### Study material
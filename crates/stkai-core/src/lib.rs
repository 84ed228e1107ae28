//! Core infrastructure shared by the stkai request-governance crates.
//!
//! This crate provides the two pieces of plumbing every governance component
//! relies on:
//!
//! - [`events`]: a unified listener system used by the rate limiter, the
//!   retry controller, and the client orchestrator for observability.
//! - [`jitter`]: the deterministic per-process jitter stream that
//!   desynchronizes peer processes sharing one server-side quota.
//!
//! Higher-level crates (`stkai-ratelimit`, `stkai-retry`, `stkai-client`)
//! build on these primitives; application code normally depends on them
//! only transitively.

pub mod events;
pub mod jitter;

pub use jitter::{jittered, Jitter};
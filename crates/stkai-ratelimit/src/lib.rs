//! Client-side rate limiting for the stkai SDK.
//!
//! Many workers in many processes share a single server-side quota. The goal
//! of this crate is to minimize client-observed failure and server-observed
//! rejection at the same time: absorb pushback gracefully, recover when load
//! eases, and fail fast when no forward progress is possible.
//!
//! Four strategies implement one narrow contract ([`RateLimiter`]):
//!
//! - **Pass-through**: no limiting; every acquire succeeds immediately.
//! - **Token bucket**: classical bucket with capacity `max_requests` refilled
//!   over `time_window`.
//! - **Adaptive (AIMD)**: token bucket whose ceiling decays multiplicatively
//!   on 429 feedback and recovers additively on success, with jittered step
//!   magnitudes so peer processes desynchronize.
//! - **Congestion-aware**: the adaptive bucket behind a Little's-Law
//!   concurrency gate driven by observed latency.
//!
//! The limiter never sleeps. [`RateLimiter::acquire`] computes how long the
//! caller must wait and returns it; the caller honors the wait outside the
//! limiter's lock. This keeps the exclusive region free of blocking
//! operations so the limiter can be shared by reference across workers.
//!
//! # Example
//!
//! ```
//! use stkai_ratelimit::{Acquire, RateLimitConfig, RateLimiter};
//!
//! let limiter = RateLimiter::from_config(RateLimitConfig::balanced(40).build());
//! match limiter.acquire() {
//!     Acquire::Acquired { wait } => {
//!         // sleep `wait`, issue the request, then feed back the outcome:
//!         // limiter.on_success() / limiter.on_rate_limited()
//!         // and always limiter.release_concurrency()
//!         # let _ = wait;
//!     }
//!     Acquire::Timeout { .. } => {
//!         // fail fast: no permit within the configured bound
//!     }
//! }
//! ```

mod config;
mod error;
mod events;
mod limiter;

pub use config::{RateLimitConfig, RateLimitConfigBuilder, Strategy};
pub use error::RateLimitError;
pub use events::RateLimitEvent;
pub use limiter::{Acquire, LimiterSnapshot, RateLimiter};
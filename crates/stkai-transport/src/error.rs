use std::time::Duration;

/// Failures produced by an HTTP transport.
///
/// Non-2xx responses are not errors at this layer: they come back as a
/// [`TransportResponse`](crate::TransportResponse) for the orchestrator to
/// classify. A `TransportError` means no usable response was obtained.
#[derive(Debug, Clone, thiserror::Error)]
pub enum TransportError {
    /// The request did not complete within the configured timeout.
    #[error("request timed out after {timeout:?}")]
    Timeout { timeout: Duration },

    /// The connection could not be established or broke mid-request.
    #[error("connection failed: {message}")]
    Connect { message: String },

    /// Credentials were missing, rejected, or could not be refreshed.
    #[error("authentication failed: {message}")]
    Auth { message: String },
}

impl TransportError {
    /// Whether this failure is transient by nature. Timeouts and connection
    /// failures are; authentication failures are not.
    pub fn is_transient(&self) -> bool {
        !matches!(self, TransportError::Auth { .. })
    }
}
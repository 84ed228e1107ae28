//! A simulated server enforcing a shared per-minute quota.

use std::collections::HashMap;
use std::sync::atomic::{AtomicU64, Ordering};
use std::sync::{Arc, Mutex};
use std::time::Duration;

use async_trait::async_trait;
use stkai_transport::{HttpTransport, TransportError, TransportResponse};

/// Near-zero time a rejection takes compared to real processing.
const REJECTION_LATENCY: Duration = Duration::from_millis(10);

struct QuotaState {
    tokens: f64,
    last_refill: Option<tokio::time::Instant>,
}

/// Server-side token bucket driven by the (possibly paused) tokio clock.
pub struct SimulatedServer {
    quota_per_minute: f64,
    latency: Duration,
    retry_after_secs: Mutex<f64>,
    state: Mutex<QuotaState>,
    granted: AtomicU64,
    rejected: AtomicU64,
}

impl SimulatedServer {
    pub fn new(quota_per_minute: f64, latency: Duration) -> Arc<Self> {
        Arc::new(Self {
            quota_per_minute,
            latency,
            retry_after_secs: Mutex::new(5.0),
            state: Mutex::new(QuotaState {
                tokens: quota_per_minute,
                last_refill: None,
            }),
            granted: AtomicU64::new(0),
            rejected: AtomicU64::new(0),
        })
    }

    /// Overrides the Retry-After value attached to 429 responses.
    pub fn set_retry_after(&self, secs: f64) {
        *self.retry_after_secs.lock().unwrap() = secs;
    }

    pub fn granted(&self) -> u64 {
        self.granted.load(Ordering::SeqCst)
    }

    pub fn rejected(&self) -> u64 {
        self.rejected.load(Ordering::SeqCst)
    }

    fn try_take(&self) -> bool {
        let now = tokio::time::Instant::now();
        let mut state = self.state.lock().unwrap();
        let last = state.last_refill.unwrap_or(now);
        let elapsed = now.saturating_duration_since(last).as_secs_f64();
        let refill_rate = self.quota_per_minute / 60.0;
        state.tokens = (state.tokens + elapsed * refill_rate).min(self.quota_per_minute);
        state.last_refill = Some(now);
        if state.tokens >= 1.0 {
            state.tokens -= 1.0;
            true
        } else {
            false
        }
    }

    fn ok(&self) -> TransportResponse {
        TransportResponse {
            status: 200,
            headers: HashMap::new(),
            body: "{\"result\": \"ok\"}".to_string(),
        }
    }

    fn too_many_requests(&self) -> TransportResponse {
        let mut headers = HashMap::new();
        headers.insert(
            "retry-after".to_string(),
            format!("{}", *self.retry_after_secs.lock().unwrap()),
        );
        TransportResponse {
            status: 429,
            headers,
            body: String::new(),
        }
    }
}

#[async_trait]
impl HttpTransport for SimulatedServer {
    async fn get(
        &self,
        _url: &str,
        _timeout: Duration,
    ) -> Result<TransportResponse, TransportError> {
        Ok(self.ok())
    }

    async fn post(
        &self,
        _url: &str,
        _body: &serde_json::Value,
        _timeout: Duration,
    ) -> Result<TransportResponse, TransportError> {
        // Quota is consumed at arrival; rejections return almost instantly
        // while granted requests pay the processing latency.
        if self.try_take() {
            tokio::time::sleep(self.latency).await;
            self.granted.fetch_add(1, Ordering::SeqCst);
            Ok(self.ok())
        } else {
            tokio::time::sleep(REJECTION_LATENCY).await;
            self.rejected.fetch_add(1, Ordering::SeqCst);
            Ok(self.too_many_requests())
        }
    }
}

### Exercise objective
What you output must match the lines from the beginning of the material through the line with "jitter stream that" exactly, both ends included.

### Completed exercise
filename crates/stkai-core/src/lib.rs
repository 84ed228e1107ae28
//! Core infrastructure shared by the stkai request-governance crates.
//!
//! This crate provides the two pieces of plumbing every governance component
//! relies on:
//!
//! - [`events`]: a unified listener system used by the rate limiter, the
//!   retry controller, and the client orchestrator for observability.
//! - [`jitter`]: the deterministic per-process jitter stream that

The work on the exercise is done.